DATA TO PROCESS -
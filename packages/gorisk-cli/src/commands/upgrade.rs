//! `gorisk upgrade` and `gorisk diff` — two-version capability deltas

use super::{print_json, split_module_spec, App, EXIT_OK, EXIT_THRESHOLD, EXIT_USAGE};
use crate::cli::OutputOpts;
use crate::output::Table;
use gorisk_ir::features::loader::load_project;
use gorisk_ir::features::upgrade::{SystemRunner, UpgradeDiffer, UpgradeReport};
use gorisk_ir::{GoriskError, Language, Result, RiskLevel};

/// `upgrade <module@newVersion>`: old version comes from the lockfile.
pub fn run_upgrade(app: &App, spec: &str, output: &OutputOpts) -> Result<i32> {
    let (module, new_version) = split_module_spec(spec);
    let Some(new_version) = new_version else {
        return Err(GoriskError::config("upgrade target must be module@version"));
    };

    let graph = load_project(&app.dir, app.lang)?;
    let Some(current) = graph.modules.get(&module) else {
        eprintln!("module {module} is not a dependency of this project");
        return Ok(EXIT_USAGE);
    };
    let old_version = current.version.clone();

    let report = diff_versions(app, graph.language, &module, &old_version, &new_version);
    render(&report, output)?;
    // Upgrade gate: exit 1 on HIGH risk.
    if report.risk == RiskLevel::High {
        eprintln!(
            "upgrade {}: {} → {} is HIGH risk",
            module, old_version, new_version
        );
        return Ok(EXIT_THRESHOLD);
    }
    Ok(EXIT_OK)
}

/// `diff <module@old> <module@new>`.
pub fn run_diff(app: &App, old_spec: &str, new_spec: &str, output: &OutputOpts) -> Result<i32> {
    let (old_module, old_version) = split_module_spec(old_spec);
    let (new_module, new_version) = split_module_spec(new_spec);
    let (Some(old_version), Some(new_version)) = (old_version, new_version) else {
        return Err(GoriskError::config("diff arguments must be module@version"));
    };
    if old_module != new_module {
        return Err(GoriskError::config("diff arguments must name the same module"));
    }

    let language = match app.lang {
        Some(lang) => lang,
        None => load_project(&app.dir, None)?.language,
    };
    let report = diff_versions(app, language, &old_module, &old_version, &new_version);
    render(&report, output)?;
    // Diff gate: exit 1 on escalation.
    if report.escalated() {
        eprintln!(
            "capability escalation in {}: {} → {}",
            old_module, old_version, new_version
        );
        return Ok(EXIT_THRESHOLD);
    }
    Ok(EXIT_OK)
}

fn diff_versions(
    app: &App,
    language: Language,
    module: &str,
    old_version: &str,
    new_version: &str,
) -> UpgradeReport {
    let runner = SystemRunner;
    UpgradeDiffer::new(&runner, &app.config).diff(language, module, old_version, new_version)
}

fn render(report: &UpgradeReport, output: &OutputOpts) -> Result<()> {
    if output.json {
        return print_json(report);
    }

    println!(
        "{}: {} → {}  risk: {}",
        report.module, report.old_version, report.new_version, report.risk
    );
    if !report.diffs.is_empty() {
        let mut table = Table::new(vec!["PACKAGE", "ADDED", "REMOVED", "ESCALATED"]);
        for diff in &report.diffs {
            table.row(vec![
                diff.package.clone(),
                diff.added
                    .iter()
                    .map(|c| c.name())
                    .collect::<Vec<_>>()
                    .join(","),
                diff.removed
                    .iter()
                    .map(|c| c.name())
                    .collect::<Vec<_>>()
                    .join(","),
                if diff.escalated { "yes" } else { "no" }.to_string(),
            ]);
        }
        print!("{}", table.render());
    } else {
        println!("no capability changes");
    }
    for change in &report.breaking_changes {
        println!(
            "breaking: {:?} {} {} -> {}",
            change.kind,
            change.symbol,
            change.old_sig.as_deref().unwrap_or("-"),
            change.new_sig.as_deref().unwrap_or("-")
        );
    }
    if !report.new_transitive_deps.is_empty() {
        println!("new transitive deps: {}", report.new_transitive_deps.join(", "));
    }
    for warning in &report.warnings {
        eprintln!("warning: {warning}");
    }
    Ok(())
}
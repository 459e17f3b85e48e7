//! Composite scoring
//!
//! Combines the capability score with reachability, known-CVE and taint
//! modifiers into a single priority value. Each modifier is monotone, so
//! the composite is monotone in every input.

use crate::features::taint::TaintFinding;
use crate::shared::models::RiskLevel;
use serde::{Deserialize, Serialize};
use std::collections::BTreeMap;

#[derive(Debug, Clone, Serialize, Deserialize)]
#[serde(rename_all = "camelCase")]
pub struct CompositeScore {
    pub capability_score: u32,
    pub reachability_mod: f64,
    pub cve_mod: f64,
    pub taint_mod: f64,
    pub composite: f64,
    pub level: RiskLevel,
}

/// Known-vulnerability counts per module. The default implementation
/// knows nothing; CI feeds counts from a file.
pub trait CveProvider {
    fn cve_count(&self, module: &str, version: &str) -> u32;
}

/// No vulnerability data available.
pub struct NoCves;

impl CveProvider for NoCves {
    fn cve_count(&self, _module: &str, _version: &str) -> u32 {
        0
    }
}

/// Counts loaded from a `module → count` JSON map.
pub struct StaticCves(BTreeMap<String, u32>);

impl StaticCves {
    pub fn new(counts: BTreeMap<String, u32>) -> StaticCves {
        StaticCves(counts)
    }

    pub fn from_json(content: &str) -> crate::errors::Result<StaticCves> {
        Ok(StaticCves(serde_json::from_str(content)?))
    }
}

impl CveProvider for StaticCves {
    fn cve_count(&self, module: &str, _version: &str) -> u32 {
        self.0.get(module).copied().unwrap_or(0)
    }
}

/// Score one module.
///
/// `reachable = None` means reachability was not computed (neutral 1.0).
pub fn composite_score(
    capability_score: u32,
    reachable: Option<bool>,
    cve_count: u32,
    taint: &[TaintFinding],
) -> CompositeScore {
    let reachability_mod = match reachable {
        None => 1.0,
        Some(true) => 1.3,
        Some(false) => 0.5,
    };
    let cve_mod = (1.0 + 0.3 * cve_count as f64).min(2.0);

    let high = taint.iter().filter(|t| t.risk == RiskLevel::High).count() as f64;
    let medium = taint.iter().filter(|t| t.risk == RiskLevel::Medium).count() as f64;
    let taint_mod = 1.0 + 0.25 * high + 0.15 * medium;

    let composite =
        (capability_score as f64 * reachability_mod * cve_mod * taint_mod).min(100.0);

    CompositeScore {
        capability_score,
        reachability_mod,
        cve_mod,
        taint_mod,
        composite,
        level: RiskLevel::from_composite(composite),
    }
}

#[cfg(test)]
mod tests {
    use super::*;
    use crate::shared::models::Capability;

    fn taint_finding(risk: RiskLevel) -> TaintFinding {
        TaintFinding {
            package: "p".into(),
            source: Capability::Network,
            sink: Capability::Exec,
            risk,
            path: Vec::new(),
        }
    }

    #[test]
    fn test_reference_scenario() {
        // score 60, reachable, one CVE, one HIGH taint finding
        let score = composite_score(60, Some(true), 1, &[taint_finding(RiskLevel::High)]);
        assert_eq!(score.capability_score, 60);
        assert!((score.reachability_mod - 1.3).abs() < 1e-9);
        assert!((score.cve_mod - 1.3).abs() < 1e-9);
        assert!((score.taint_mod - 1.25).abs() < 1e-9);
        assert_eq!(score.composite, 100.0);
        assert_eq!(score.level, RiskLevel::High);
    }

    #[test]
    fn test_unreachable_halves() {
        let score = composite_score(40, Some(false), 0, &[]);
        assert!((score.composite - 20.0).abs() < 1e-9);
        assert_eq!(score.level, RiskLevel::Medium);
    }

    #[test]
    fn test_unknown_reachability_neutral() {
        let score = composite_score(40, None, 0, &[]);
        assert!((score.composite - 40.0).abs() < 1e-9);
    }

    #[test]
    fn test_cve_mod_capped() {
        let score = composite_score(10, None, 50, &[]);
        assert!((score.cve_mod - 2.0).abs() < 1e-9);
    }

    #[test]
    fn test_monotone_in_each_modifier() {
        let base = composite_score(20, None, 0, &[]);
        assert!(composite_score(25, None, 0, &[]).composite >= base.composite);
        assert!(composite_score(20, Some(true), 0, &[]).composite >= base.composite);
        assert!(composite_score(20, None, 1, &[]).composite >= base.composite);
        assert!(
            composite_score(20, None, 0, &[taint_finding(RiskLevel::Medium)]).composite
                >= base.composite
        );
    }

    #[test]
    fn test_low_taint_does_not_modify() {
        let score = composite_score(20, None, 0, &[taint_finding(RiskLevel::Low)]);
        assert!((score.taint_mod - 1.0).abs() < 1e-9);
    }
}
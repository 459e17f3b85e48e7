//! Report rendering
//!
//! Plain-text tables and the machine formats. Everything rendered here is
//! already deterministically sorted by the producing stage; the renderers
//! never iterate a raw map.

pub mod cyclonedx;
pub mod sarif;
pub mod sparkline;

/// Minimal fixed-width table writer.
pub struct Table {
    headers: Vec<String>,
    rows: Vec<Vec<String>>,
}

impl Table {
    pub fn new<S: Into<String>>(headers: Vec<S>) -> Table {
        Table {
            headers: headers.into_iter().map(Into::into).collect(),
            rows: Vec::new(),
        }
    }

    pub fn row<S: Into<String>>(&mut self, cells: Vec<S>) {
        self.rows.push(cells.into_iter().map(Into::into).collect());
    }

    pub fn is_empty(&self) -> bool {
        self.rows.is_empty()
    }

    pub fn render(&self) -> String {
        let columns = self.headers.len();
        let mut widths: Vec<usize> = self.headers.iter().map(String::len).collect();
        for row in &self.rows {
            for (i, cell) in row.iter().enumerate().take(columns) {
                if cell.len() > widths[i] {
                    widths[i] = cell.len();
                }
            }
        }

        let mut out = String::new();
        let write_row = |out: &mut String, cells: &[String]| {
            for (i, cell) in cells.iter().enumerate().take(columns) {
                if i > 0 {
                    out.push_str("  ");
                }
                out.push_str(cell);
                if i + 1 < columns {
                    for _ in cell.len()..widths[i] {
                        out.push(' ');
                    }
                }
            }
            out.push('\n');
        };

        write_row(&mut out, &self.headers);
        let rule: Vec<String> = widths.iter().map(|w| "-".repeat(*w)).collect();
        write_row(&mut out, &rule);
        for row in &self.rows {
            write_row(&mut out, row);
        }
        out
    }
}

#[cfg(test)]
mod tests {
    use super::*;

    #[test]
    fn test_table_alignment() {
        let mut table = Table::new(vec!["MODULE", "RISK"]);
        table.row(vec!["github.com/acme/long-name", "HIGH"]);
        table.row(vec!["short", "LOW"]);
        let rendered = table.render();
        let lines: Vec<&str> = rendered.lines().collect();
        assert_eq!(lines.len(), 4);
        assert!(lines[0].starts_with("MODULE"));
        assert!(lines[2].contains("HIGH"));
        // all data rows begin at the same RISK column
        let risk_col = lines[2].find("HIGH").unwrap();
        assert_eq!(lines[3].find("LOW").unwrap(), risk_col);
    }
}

BRIEF - Return each line of the listing that holds the string "UpgradeDiffer".

OUTPUT OF THE TASK -
use gorisk_ir::features::upgrade::{SystemRunner, UpgradeDiffer, UpgradeReport};
    UpgradeDiffer::new(&runner, &app.config).diff(language, module, old_version, new_version)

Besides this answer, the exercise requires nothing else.